Vertex, in the meantime, has decided to branch out into other diseases, with a famous geneticist helping to navigate. Vertex in 2015 hired David Altshuler as its R&D chief. Altshuler is a founding member of the non-profit Broad Institute of Harvard and MIT and helped drive genetics initiatives such as the 1000 Genomes Project, an international effort that began in 2008 to catalogue the DNA of a thousand people.
Leiden wants Vertex to make “transformative medicines for serious specialty diseases,” which in the drug business often means products for rare disorders that sell for a high price and don’t require a big sales force. (Vertex has about 20 salespeople in the U.S.)
From the outside, though, it seems the strategy hasn’t taken full effect. The firm’s pipeline looks a bit like a grab-bag of different drugs for cancer, pain, and spinal cord injury, among others, some of which don’t seem to be good fits.

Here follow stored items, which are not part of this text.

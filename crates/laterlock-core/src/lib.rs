//! # LaterLock Core
//!
//! Core library for LaterLock: store content that can only be retrieved
//! after a delay has elapsed following an explicit request.
//!
//! This crate provides the sealing protocol, the disclosure gate and the
//! lock record store, independent of the CLI and HTTP surfaces.
//!
//! ## Architecture
//!
//! - **crypto**: envelope cipher (PBKDF2-HMAC-SHA-256 + AES-256-GCM)
//! - **resolver**: picks the key source for new locks
//! - **gate**: disclosure state machine and timing invariant
//! - **storage**: lock record store trait and SQLite backend
//! - **clock**: authoritative time source
//! - **service**: composes the above for callers
//!
//! Everything here is synchronous. Key derivation is CPU-bound, so async
//! callers should run core operations on a blocking thread.

pub mod clock;
pub mod crypto;
pub mod error;
pub mod gate;
pub mod resolver;
pub mod service;
pub mod storage;

pub use clock::{Clock, ManualClock, SystemClock};
pub use error::{LaterlockError, Result};
pub use gate::{Disclosure, DisclosureGate, DisclosureResponse, GateAction, GateOutcome, GateReceipt};
pub use resolver::{ContentLimits, CreateLockRequest, KeySourceResolver};
pub use service::LockService;
pub use storage::{LockId, LockState, LockStatus, LockStore, SealMode, SqliteLockStore};

/// Core version information
pub const VERSION: &str = env!("CARGO_PKG_VERSION");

Oncology, in particular, can require big expensive trials and a large sales force; Leiden says the company might sell off its cancer drugs if they show early promise.
Meanwhile, Altshuler (pictured above) wants to build out a pipeline of drugs for rare diseases that are caused by easily identifiable genetic mutations. A few are already in preclinical development. One aims to treat alpha 1 antitrypsin deficiency, which causes liver and lung damage; another is for adrenoleukodystrophy, which causes brain damage.
The company has also made bets on unproven drug-making methods such as gene editing and messenger RNA therapies, via its collaborations with CRISPR Therapeutics and Moderna.
“We’re in this really wonderful middle ground” between a small and large company, Altshuler says. “We’re nimble enough that there’s a chance for the company to pivot to what the future might be.”
Vertex managers are exploring other ways to be “nimble”—or as nimble as a firm can be with two towers, state-of-the-art facilities, and an auditorium that can fit hundreds of people. A proposal from longtime research scientist Patrick Connelly to work on genetic heart disease led to an internal program that allows anyone to pitch ideas.
Connelly, who feared the effects of moving into shiny new facilities—“we started to ask ourselves how this was going to change us”—came up with the pitch program, which has the rather un-nimble name of Vertex Opportunities for ‘Intrapreneurship’ and Corporate Evolution, or VOICE.
At the inaugural VOICE competition in 2015, 33 teams of employees made short presentations in front of the whole company at a happy hour gathering. Vertex picked a few winners and funded the ideas. One pitch, for example, came from Setu Roday, a senior scientist in Vertex’s materials discovery department.
Roday’s brother died of the blood disease beta-thalassemia when Setu was young. He argued that Vertex should get into hemoglobinopathies—blood diseases like beta-thalassemia or sickle cell disease. “It influenced where we went,” Connelly says. “The company was not looking at this at all.”
Roday is now involved in the collaboration with CRISPR Therapeutics. The first program from that deal, a gene editing product for an unspecified hemoglobinopathy, could begin clinical testing next year, according to CRISPR’s recent IPO prospectus. Two other programs pitched by employees have received an investment, though Connelly wouldn’t provide specifics.
Vertex is also kicking around the idea of funding academics and giving them free lab space in the Vertex towers to incubate their own companies.
In-house incubators are no guarantee of tapping into innovation; many big drug firms have created them, and some like Pfizer and Biogen have reversed course and scrapped them. But Vertex is trying many ways to learn from the past and prepare contingency plans. Could it end up becoming a completely different company?